In the end, we are not really able to hide from God, Adam and Eve, discovered this, in fact, their thoughts and weaknesses in regard to what they could not have were very visible to God. Problem was, they were not in front of God, their deceit before God deafened them from God’s guidance from behind.
God was present in garden, in the field with Cain and Able, in the flood, at Babel, and with Abraham, Jesus was present with the disciples when he asked them, ‘Who do people say that I am?’ And he was present when Peter boldly identified Jesus as the Messiah, the Son of God. And, moments later, Jesus was also there, as he said to Peter, ‘Get behind me Satan!’
God walked beside Noah. God walked behind Abraham. God told Satan to get behind Jesus. Next to, in front of, and behind. Two of these options involve being in the presence of God, the third, being behind, blocks Satan’s sight and power – God does not need to see, watch over, or even watch out for Satan. His end has already been decided, primarily by Satan himself. God has already dealt with Satan, now he walks next to us, behind us, and he is always present with us.
There was a very human characteristic of that huge herd of sheep. None of the sheep displayed any attempts to get out of the herd, and out of the view of the shepherd. In fact, the only ones that were ever moved out of the flow was due to being pushed out by the crowd, not by choice. If they did find themself out of the flow of the herd, regardless of their size or age, they began the struggle, to battle, to get back in the flow with the herd. None wanted to be away from the flock – they had just descended from the mountain, where, I am sure, they experienced the presence of the protection and care of the shepherd.
When Jesus left the wilderness following the time of temptation, scripture tells us that Satan left with the intention to come back to Jesus when the time was opportune. There was an opportune time time in the temple with the man filled with a demon began to proclaim who Jesus was. This moment with Peter was another opportune moment. Peter was not seeking to be a tool of Satan, he was only expressing a desire that Jesus be received in the same positive light that Peter himself had originally seen Jesus. Also, Peter did not want an unhappy and hopeless end of this story. Jesus, however, came to give life, a life for eternity that begins now, not after death, not after suffering. Jesus came to lead us, from behind, to a full life. His mission to confront injustice, to cure disease, and to heal sickness, could not be interrupted or even sidetracked, he would not be detoured. So, Jesus called Satan out, in the midst of this opportune moment and said ‘get behind me!’ Jesus would continue on his mission even though it would mean going through the cross.

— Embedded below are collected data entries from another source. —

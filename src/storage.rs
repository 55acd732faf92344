use std::collections::HashMap;
use std::path::PathBuf;

use async_trait::async_trait;
use chrono::{DateTime, Utc};
use log::debug;
use parking_lot::RwLock;
use serde::Serialize;
use uuid::Uuid;

use crate::templates::models::Template;

#[derive(Debug, thiserror::Error)]
pub enum StorageError {
    #[error("Blob not found: {0}")]
    NotFound(String),
    #[error("Invalid blob key: {0}")]
    InvalidKey(String),
    #[error("Storage IO error: {0}")]
    Io(#[from] std::io::Error),
}

/// Binary storage for template files.
#[async_trait]
pub trait BlobStore: Send + Sync {
    async fn get(&self, key: &str) -> Result<Vec<u8>, StorageError>;
    async fn put(&self, key: &str, bytes: &[u8]) -> Result<(), StorageError>;
    async fn delete(&self, key: &str) -> Result<(), StorageError>;
}

/// Metadata storage for template records.
pub trait TemplateStore: Send + Sync {
    fn get(&self, id: &Uuid) -> Option<Template>;
    fn list(&self) -> Vec<Template>;
    /// Insert or replace the record with the same id.
    fn update(&self, template: Template);
    fn delete(&self, id: &Uuid) -> Option<Template>;
}

/// Cumulative usage counters.
#[derive(Debug, Clone, Default, PartialEq, Serialize)]
#[serde(rename_all = "camelCase")]
pub struct UsageCounters {
    pub total_templates_created: u64,
    pub total_files_generated: u64,
    pub total_fields_filled: u64,
    pub last_generation_date: Option<DateTime<Utc>>,
}

/// Storage for usage counters.
pub trait StatisticsStore: Send + Sync {
    fn snapshot(&self) -> UsageCounters;
    fn record_template_created(&self);
    /// Count `files` generated documents, each filling `fields_per_file` fields.
    fn record_generation(&self, files: u64, fields_per_file: u64);
}

/// Blob store backed by a directory on the local filesystem.
pub struct LocalBlobStore {
    root: PathBuf,
}

impl LocalBlobStore {
    pub fn new(root: impl Into<PathBuf>) -> Self {
        Self { root: root.into() }
    }

    fn path_for(&self, key: &str) -> Result<PathBuf, StorageError> {
        let sanitized = sanitize_filename::sanitize(key);
        if sanitized.is_empty() || sanitized != key {
            return Err(StorageError::InvalidKey(key.to_string()));
        }
        Ok(self.root.join(sanitized))
    }
}

#[async_trait]
impl BlobStore for LocalBlobStore {
    async fn get(&self, key: &str) -> Result<Vec<u8>, StorageError> {
        let path = self.path_for(key)?;
        match tokio::fs::read(&path).await {
            Ok(bytes) => Ok(bytes),
            Err(e) if e.kind() == std::io::ErrorKind::NotFound => {
                Err(StorageError::NotFound(key.to_string()))
            }
            Err(e) => Err(e.into()),
        }
    }

    async fn put(&self, key: &str, bytes: &[u8]) -> Result<(), StorageError> {
        let path = self.path_for(key)?;
        tokio::fs::create_dir_all(&self.root).await?;
        tokio::fs::write(&path, bytes).await?;
        debug!("Stored blob {} ({} bytes)", key, bytes.len());
        Ok(())
    }

    async fn delete(&self, key: &str) -> Result<(), StorageError> {
        let path = self.path_for(key)?;
        match tokio::fs::remove_file(&path).await {
            Ok(()) => Ok(()),
            Err(e) if e.kind() == std::io::ErrorKind::NotFound => {
                Err(StorageError::NotFound(key.to_string()))
            }
            Err(e) => Err(e.into()),
        }
    }
}

/// Template metadata kept in process memory.
#[derive(Default)]
pub struct InMemoryTemplateStore {
    templates: RwLock<HashMap<Uuid, Template>>,
}

impl InMemoryTemplateStore {
    pub fn new() -> Self {
        Self::default()
    }
}

impl TemplateStore for InMemoryTemplateStore {
    fn get(&self, id: &Uuid) -> Option<Template> {
        self.templates.read().get(id).cloned()
    }

    fn list(&self) -> Vec<Template> {
        let mut templates: Vec<Template> = self.templates.read().values().cloned().collect();
        templates.sort_by(|a, b| {
            a.group
                .cmp(&b.group)
                .then_with(|| a.name.cmp(&b.name))
                .then_with(|| a.created_at.cmp(&b.created_at))
        });
        templates
    }

    fn update(&self, template: Template) {
        self.templates.write().insert(template.id, template);
    }

    fn delete(&self, id: &Uuid) -> Option<Template> {
        self.templates.write().remove(id)
    }
}

/// Usage counters kept in process memory.
#[derive(Default)]
pub struct InMemoryStatisticsStore {
    counters: RwLock<UsageCounters>,
}

impl InMemoryStatisticsStore {
    pub fn new() -> Self {
        Self::default()
    }
}

impl StatisticsStore for InMemoryStatisticsStore {
    fn snapshot(&self) -> UsageCounters {
        self.counters.read().clone()
    }

    fn record_template_created(&self) {
        self.counters.write().total_templates_created += 1;
    }

    fn record_generation(&self, files: u64, fields_per_file: u64) {
        let mut counters = self.counters.write();
        counters.total_files_generated += files;
        counters.total_fields_filled += files * fields_per_file;
        counters.last_generation_date = Some(Utc::now());
    }
}
use actix_multipart::{Field, Multipart};
use actix_web::HttpResponse;
use futures::StreamExt;
use sanitize_filename::sanitize;
use uuid::Uuid;

use crate::templates::models::NewTemplate;
use crate::ErrorResponse;

#[derive(Debug, thiserror::Error)]
pub enum MultipartParseError {
    #[error("Multipart field error: {0}")]
    FieldError(String),
    #[error("Missing field: {0}")]
    MissingField(&'static str),
    #[error("Invalid field: {0}")]
    InvalidField(String),
    #[error("Payload too large: limit is {0} bytes")]
    TooLarge(usize),
    #[error("IO error: {0}")]
    IoError(String),
    #[error("Invalid UTF-8 data: {0}")]
    Utf8Error(String),
}

impl From<MultipartParseError> for HttpResponse {
    fn from(error: MultipartParseError) -> Self {
        match error {
            MultipartParseError::IoError(_) => HttpResponse::InternalServerError()
                .json(ErrorResponse::internal_error(&error.to_string())),
            MultipartParseError::TooLarge(_) => HttpResponse::PayloadTooLarge()
                .json(ErrorResponse::new("PayloadTooLarge", &error.to_string())),
            _ => HttpResponse::BadRequest().json(ErrorResponse::bad_request(&error.to_string())),
        }
    }
}

/// A file part read from a multipart payload.
#[derive(Debug)]
pub struct UploadedFile {
    pub filename: String,
    pub bytes: Vec<u8>,
}

/// Bulk-generation form: target template and data file.
#[derive(Debug)]
pub struct BulkForm {
    pub template_id: Uuid,
    pub csv_filename: String,
    pub csv: String,
}

async fn read_field(field: &mut Field, limit: usize) -> Result<Vec<u8>, MultipartParseError> {
    let mut buffer = Vec::new();
    while let Some(chunk) = field.next().await {
        let data_chunk = chunk.map_err(|e| MultipartParseError::IoError(e.to_string()))?;
        if buffer.len() + data_chunk.len() > limit {
            return Err(MultipartParseError::TooLarge(limit));
        }
        buffer.extend_from_slice(&data_chunk);
    }
    Ok(buffer)
}

async fn read_text(field: &mut Field, limit: usize) -> Result<String, MultipartParseError> {
    let bytes = read_field(field, limit).await?;
    String::from_utf8(bytes).map_err(|e| MultipartParseError::Utf8Error(e.to_string()))
}

fn field_names(field: &Field) -> Result<(String, Option<String>), MultipartParseError> {
    let content_disposition = field.content_disposition().ok_or_else(|| {
        MultipartParseError::FieldError("Content disposition not found".to_string())
    })?;
    let name = content_disposition
        .get_name()
        .ok_or_else(|| MultipartParseError::FieldError("Field name not found".to_string()))?
        .to_string();
    let filename = content_disposition.get_filename().map(|f| sanitize(f));
    Ok((name, filename))
}

pub struct MultipartParser;

impl MultipartParser {
    /// Read the `file`, `name`, `note` and `group` fields of a template upload.
    pub async fn parse_template_upload(
        mut multipart: Multipart,
        limit: usize,
    ) -> Result<NewTemplate, MultipartParseError> {
        let mut file: Option<UploadedFile> = None;
        let mut name = String::new();
        let mut note = String::new();
        let mut group = String::new();

        while let Some(item) = multipart.next().await {
            let mut field = item.map_err(|e| MultipartParseError::FieldError(e.to_string()))?;
            let (field_name, filename) = field_names(&field)?;

            match field_name.as_str() {
                "file" => {
                    let bytes = read_field(&mut field, limit).await?;
                    file = Some(UploadedFile {
                        filename: filename.unwrap_or_default(),
                        bytes,
                    });
                }
                "name" => name = read_text(&mut field, limit).await?,
                "note" => note = read_text(&mut field, limit).await?,
                "group" => group = read_text(&mut field, limit).await?,
                _ => continue,
            }
        }

        let file = file.ok_or(MultipartParseError::MissingField("file"))?;
        Ok(NewTemplate {
            name,
            note,
            group,
            original_filename: file.filename,
            bytes: file.bytes,
        })
    }

    /// Read the single `file` field of a reupload.
    pub async fn parse_file(
        mut multipart: Multipart,
        limit: usize,
    ) -> Result<UploadedFile, MultipartParseError> {
        while let Some(item) = multipart.next().await {
            let mut field = item.map_err(|e| MultipartParseError::FieldError(e.to_string()))?;
            let (field_name, filename) = field_names(&field)?;

            if field_name == "file" {
                let bytes = read_field(&mut field, limit).await?;
                return Ok(UploadedFile {
                    filename: filename.unwrap_or_default(),
                    bytes,
                });
            }
        }

        Err(MultipartParseError::MissingField("file"))
    }

    /// Read the `templateId` and `csvFile` fields of a bulk generation.
    pub async fn parse_bulk_form(
        mut multipart: Multipart,
        limit: usize,
    ) -> Result<BulkForm, MultipartParseError> {
        let mut template_id: Option<Uuid> = None;
        let mut csv: Option<(String, String)> = None;

        while let Some(item) = multipart.next().await {
            let mut field = item.map_err(|e| MultipartParseError::FieldError(e.to_string()))?;
            let (field_name, filename) = field_names(&field)?;

            match field_name.as_str() {
                "templateId" => {
                    let value = read_text(&mut field, limit).await?;
                    let id = Uuid::parse_str(value.trim()).map_err(|_| {
                        MultipartParseError::InvalidField("templateId is not a valid UUID".to_string())
                    })?;
                    template_id = Some(id);
                }
                "csvFile" => {
                    let content = read_text(&mut field, limit).await?;
                    csv = Some((filename.unwrap_or_default(), content));
                }
                _ => continue,
            }
        }

        let template_id = template_id.ok_or(MultipartParseError::MissingField("templateId"))?;
        let (csv_filename, csv) = csv.ok_or(MultipartParseError::MissingField("csvFile"))?;
        if !csv_filename.to_lowercase().ends_with(".csv") {
            return Err(MultipartParseError::InvalidField(
                "csvFile must be a .csv file".to_string(),
            ));
        }

        Ok(BulkForm {
            template_id,
            csv_filename,
            csv,
        })
    }
}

Notice the placement of Satan, his order when relegated to being behind Jesus, Jesus who was behind the followers. Now, Jesus was blocking the view of Satan. Sure Satan could still lure those in front of Jesus away, but it would be as much a choice of the humans as it was an effort of Satan. Now Jesus could see the followers, and now, even more than before, he could see if Satan was engaging in an unwelcome manner that needed to be confronted.
So, what do we do with this? What does it change in our life and how does it move us in our proximity to God? Where are we standing? Where are you standing?